**Task to complete**
Comb the records below for the string "field" and copy each line where it turns up.

[Stored data entries]
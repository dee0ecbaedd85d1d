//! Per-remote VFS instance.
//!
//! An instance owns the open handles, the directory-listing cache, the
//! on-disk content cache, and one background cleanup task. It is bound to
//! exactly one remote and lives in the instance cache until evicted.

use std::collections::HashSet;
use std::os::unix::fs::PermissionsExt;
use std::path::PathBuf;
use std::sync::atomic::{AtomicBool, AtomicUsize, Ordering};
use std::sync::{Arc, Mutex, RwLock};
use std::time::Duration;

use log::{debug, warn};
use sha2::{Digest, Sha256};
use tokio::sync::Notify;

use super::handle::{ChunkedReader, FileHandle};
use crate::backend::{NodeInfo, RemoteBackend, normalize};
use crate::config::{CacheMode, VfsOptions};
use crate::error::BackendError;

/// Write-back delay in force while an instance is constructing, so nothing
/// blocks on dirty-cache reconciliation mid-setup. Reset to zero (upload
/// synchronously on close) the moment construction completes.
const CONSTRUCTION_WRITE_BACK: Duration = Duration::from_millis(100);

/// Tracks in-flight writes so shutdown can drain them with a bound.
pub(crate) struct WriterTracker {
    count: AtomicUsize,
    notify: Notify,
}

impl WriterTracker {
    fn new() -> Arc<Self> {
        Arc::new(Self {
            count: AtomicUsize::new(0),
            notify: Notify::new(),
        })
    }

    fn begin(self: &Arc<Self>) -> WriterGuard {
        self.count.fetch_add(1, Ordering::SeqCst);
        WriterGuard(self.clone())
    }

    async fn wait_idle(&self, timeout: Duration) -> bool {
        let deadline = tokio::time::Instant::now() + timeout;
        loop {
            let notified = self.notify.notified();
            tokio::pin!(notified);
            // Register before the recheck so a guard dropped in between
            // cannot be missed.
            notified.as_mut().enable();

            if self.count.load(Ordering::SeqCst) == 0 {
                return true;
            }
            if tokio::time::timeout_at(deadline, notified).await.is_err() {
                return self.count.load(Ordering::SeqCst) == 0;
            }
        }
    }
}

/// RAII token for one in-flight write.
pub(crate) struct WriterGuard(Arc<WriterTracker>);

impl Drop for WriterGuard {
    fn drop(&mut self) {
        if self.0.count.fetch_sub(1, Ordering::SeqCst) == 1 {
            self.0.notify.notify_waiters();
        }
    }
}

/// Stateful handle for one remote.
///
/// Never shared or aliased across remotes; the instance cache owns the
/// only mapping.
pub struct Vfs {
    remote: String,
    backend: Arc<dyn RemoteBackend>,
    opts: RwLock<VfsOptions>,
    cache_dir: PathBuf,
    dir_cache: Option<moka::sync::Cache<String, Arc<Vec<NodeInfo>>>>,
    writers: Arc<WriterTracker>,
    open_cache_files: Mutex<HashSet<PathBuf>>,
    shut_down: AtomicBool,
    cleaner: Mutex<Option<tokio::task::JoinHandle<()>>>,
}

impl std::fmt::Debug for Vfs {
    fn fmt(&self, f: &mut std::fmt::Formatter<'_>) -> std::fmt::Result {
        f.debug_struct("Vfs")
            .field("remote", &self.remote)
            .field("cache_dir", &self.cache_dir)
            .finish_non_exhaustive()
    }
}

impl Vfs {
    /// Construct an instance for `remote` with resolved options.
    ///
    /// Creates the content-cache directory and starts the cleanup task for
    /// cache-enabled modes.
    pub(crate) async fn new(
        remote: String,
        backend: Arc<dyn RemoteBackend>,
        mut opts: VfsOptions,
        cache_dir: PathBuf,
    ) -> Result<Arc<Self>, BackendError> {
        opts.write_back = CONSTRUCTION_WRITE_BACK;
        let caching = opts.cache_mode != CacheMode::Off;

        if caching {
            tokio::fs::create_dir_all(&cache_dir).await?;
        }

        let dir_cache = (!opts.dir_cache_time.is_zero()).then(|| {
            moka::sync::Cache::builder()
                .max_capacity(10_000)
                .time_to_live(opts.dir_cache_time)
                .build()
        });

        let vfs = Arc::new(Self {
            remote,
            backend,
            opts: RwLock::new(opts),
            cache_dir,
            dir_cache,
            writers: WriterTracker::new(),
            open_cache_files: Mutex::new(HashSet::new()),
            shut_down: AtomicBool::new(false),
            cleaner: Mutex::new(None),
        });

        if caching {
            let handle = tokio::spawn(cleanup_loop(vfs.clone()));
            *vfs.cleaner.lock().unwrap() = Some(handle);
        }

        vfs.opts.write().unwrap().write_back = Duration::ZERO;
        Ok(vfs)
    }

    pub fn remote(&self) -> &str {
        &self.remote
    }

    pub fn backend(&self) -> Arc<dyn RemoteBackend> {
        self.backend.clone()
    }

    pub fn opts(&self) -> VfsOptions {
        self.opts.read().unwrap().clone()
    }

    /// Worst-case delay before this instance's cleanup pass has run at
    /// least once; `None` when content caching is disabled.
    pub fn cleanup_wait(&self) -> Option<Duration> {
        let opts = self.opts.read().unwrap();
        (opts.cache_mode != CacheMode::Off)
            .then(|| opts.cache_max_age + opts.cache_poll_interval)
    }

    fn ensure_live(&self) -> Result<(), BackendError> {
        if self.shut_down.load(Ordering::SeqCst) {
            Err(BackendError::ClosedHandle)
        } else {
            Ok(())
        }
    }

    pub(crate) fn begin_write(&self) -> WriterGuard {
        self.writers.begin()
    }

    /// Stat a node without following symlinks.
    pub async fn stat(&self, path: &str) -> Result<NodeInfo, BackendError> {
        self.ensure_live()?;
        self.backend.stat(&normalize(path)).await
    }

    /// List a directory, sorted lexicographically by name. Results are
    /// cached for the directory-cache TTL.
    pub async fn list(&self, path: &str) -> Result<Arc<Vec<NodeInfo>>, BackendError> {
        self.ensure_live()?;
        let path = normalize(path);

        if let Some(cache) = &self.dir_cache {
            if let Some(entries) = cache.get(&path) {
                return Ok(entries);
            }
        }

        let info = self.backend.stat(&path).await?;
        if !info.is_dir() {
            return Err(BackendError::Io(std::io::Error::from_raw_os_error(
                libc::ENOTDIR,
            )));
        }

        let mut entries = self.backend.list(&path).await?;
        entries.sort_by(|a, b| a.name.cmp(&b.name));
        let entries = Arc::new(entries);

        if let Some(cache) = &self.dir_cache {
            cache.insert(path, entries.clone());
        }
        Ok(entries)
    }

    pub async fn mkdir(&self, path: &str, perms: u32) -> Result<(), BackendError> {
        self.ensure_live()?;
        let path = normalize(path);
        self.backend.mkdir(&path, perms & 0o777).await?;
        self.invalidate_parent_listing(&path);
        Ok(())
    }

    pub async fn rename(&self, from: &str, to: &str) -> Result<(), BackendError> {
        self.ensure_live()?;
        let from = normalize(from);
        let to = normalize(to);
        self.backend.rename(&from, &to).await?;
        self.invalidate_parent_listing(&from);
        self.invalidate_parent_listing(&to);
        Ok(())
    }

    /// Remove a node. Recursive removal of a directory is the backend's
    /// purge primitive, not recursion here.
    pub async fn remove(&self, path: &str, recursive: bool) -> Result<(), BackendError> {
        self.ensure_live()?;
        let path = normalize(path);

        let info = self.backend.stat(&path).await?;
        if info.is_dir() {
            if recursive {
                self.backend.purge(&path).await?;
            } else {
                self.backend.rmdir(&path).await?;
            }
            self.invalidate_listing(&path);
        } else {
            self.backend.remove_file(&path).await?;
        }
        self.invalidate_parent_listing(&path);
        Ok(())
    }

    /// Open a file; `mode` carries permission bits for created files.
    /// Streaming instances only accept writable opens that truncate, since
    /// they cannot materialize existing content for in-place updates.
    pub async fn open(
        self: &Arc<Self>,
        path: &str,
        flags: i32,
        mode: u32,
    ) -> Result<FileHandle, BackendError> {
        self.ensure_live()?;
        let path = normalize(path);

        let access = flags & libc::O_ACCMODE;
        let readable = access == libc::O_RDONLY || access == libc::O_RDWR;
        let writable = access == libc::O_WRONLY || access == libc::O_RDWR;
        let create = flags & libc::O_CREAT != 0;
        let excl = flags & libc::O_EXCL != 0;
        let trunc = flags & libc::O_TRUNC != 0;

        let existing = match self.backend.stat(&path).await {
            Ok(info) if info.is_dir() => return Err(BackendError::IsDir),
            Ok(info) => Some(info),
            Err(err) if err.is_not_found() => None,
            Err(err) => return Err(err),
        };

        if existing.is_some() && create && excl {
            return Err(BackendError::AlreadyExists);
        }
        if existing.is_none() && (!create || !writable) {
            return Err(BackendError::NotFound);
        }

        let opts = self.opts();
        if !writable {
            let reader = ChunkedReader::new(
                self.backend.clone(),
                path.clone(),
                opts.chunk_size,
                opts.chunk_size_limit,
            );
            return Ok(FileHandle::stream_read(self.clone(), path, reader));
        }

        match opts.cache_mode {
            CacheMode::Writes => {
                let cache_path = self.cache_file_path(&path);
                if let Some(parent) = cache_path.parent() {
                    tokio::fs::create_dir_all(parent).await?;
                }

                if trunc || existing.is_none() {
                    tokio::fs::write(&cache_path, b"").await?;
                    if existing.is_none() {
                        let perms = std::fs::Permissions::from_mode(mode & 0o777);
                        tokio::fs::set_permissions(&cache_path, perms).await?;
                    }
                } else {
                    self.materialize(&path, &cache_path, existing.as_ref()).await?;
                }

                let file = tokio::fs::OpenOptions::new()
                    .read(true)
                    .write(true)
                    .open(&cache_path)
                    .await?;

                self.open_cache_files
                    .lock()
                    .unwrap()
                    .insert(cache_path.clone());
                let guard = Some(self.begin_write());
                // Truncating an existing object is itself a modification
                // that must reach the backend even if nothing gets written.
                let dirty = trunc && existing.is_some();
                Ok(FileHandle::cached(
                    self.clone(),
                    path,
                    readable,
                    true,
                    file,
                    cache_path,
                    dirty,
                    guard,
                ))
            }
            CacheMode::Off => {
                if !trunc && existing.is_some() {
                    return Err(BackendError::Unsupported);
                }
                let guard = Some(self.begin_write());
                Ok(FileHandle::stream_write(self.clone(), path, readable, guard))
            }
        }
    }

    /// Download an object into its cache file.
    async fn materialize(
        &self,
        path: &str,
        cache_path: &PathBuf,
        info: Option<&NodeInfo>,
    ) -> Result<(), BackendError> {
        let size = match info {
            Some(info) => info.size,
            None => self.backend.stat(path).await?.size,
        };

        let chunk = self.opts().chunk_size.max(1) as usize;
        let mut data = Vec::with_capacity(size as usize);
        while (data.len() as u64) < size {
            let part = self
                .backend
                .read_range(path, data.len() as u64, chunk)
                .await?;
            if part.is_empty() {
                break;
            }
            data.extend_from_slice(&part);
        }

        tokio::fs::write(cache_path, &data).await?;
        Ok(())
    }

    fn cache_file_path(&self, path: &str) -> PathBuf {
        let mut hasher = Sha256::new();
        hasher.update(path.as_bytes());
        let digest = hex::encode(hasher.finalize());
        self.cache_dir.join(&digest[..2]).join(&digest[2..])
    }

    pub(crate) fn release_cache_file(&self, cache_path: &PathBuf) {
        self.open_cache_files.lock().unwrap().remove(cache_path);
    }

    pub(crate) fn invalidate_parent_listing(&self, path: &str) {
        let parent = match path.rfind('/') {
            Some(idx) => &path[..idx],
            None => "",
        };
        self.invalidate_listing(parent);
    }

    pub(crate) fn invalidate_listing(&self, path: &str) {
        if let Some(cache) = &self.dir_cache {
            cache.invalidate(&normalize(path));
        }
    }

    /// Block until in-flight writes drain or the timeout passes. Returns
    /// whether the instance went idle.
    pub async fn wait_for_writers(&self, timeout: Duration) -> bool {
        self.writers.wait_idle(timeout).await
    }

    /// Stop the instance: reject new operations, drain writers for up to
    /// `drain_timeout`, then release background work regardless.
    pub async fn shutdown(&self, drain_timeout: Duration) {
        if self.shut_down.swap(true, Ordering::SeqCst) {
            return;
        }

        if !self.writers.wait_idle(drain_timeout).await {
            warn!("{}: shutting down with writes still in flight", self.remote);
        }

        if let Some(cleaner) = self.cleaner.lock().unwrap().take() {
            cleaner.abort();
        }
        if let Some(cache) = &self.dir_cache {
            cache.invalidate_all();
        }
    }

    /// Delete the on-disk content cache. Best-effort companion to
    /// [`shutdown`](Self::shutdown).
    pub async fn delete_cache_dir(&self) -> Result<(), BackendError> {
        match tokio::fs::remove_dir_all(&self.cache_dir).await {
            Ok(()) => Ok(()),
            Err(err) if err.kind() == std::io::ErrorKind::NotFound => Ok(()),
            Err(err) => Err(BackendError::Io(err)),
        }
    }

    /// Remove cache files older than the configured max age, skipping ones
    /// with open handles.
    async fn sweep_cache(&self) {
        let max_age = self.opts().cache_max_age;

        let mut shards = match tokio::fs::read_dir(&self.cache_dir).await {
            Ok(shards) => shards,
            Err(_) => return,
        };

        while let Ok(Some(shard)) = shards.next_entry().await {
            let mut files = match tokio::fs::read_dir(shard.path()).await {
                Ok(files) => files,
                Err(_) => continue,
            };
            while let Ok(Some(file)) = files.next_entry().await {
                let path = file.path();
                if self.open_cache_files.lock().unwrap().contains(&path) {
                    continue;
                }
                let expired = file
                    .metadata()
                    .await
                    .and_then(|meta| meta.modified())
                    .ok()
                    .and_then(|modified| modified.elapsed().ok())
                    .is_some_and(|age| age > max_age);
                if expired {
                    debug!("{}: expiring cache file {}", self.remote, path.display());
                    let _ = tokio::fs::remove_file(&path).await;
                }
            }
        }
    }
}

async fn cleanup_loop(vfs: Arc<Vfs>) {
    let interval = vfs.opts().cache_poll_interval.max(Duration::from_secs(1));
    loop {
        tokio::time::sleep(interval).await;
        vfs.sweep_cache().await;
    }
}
...
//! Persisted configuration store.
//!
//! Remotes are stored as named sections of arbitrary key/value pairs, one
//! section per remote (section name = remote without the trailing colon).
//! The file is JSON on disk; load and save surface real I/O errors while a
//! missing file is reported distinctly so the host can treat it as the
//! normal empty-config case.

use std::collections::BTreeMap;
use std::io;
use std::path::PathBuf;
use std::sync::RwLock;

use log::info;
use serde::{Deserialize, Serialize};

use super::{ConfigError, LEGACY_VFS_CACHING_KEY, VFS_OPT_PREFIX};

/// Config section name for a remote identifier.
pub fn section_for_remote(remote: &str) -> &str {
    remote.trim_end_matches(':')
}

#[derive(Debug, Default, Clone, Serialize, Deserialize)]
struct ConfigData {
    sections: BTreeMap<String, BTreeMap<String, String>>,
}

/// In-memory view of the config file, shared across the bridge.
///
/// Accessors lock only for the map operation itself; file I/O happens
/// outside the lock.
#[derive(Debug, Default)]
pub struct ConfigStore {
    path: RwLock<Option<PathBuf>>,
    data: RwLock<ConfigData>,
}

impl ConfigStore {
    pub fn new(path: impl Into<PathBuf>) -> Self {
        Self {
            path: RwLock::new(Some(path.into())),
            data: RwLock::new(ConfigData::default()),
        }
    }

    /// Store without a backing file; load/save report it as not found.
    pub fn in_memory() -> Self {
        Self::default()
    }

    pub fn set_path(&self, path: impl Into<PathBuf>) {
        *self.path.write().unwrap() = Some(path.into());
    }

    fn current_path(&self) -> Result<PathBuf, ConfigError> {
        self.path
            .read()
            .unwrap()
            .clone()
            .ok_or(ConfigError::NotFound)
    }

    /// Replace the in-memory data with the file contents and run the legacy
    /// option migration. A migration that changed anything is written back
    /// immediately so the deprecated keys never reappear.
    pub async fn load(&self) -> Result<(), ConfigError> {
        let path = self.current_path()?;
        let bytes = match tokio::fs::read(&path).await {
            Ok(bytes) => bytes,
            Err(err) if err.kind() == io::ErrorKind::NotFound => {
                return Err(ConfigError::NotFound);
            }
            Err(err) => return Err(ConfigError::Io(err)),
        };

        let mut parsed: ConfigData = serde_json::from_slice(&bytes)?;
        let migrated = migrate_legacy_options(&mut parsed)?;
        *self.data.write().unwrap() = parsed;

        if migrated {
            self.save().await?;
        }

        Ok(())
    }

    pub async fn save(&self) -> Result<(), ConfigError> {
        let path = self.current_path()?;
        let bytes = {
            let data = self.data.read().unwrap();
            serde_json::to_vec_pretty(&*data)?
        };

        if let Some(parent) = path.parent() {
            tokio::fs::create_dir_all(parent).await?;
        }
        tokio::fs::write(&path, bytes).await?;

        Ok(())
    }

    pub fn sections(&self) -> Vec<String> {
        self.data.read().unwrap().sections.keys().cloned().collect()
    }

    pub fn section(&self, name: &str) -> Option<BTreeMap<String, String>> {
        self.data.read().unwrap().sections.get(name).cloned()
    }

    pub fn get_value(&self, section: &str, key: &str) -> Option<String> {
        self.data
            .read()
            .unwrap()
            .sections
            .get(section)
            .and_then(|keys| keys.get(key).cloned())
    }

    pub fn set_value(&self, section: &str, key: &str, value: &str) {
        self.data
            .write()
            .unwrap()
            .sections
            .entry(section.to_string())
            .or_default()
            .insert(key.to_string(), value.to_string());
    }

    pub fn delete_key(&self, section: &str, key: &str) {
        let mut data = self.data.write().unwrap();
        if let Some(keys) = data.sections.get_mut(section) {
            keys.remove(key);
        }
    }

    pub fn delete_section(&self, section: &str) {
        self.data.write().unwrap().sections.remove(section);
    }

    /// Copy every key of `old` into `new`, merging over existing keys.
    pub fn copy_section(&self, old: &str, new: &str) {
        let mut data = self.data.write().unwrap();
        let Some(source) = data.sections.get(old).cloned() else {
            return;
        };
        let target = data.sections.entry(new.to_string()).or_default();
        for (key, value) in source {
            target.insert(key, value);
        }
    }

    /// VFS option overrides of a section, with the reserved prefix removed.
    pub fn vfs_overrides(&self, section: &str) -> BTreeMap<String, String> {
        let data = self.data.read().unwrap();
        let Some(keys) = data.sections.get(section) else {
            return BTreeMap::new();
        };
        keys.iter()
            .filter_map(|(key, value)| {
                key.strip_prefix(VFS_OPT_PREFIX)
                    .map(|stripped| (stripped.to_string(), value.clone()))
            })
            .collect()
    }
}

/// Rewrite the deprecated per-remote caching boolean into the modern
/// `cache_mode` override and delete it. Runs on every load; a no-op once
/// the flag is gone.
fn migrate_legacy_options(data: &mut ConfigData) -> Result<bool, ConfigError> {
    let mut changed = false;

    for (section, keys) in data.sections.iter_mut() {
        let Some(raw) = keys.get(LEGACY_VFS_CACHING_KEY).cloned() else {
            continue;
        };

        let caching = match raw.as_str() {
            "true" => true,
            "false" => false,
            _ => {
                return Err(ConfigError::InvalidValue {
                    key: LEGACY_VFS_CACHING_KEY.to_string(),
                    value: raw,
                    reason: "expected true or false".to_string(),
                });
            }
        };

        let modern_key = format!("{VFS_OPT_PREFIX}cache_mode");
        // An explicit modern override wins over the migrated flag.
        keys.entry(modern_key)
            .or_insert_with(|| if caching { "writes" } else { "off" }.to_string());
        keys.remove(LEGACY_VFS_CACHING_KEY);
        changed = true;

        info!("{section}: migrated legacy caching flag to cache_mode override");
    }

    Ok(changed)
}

**Exercise response**
            .field("remote", &self.remote)
            .field("cache_dir", &self.cache_dir)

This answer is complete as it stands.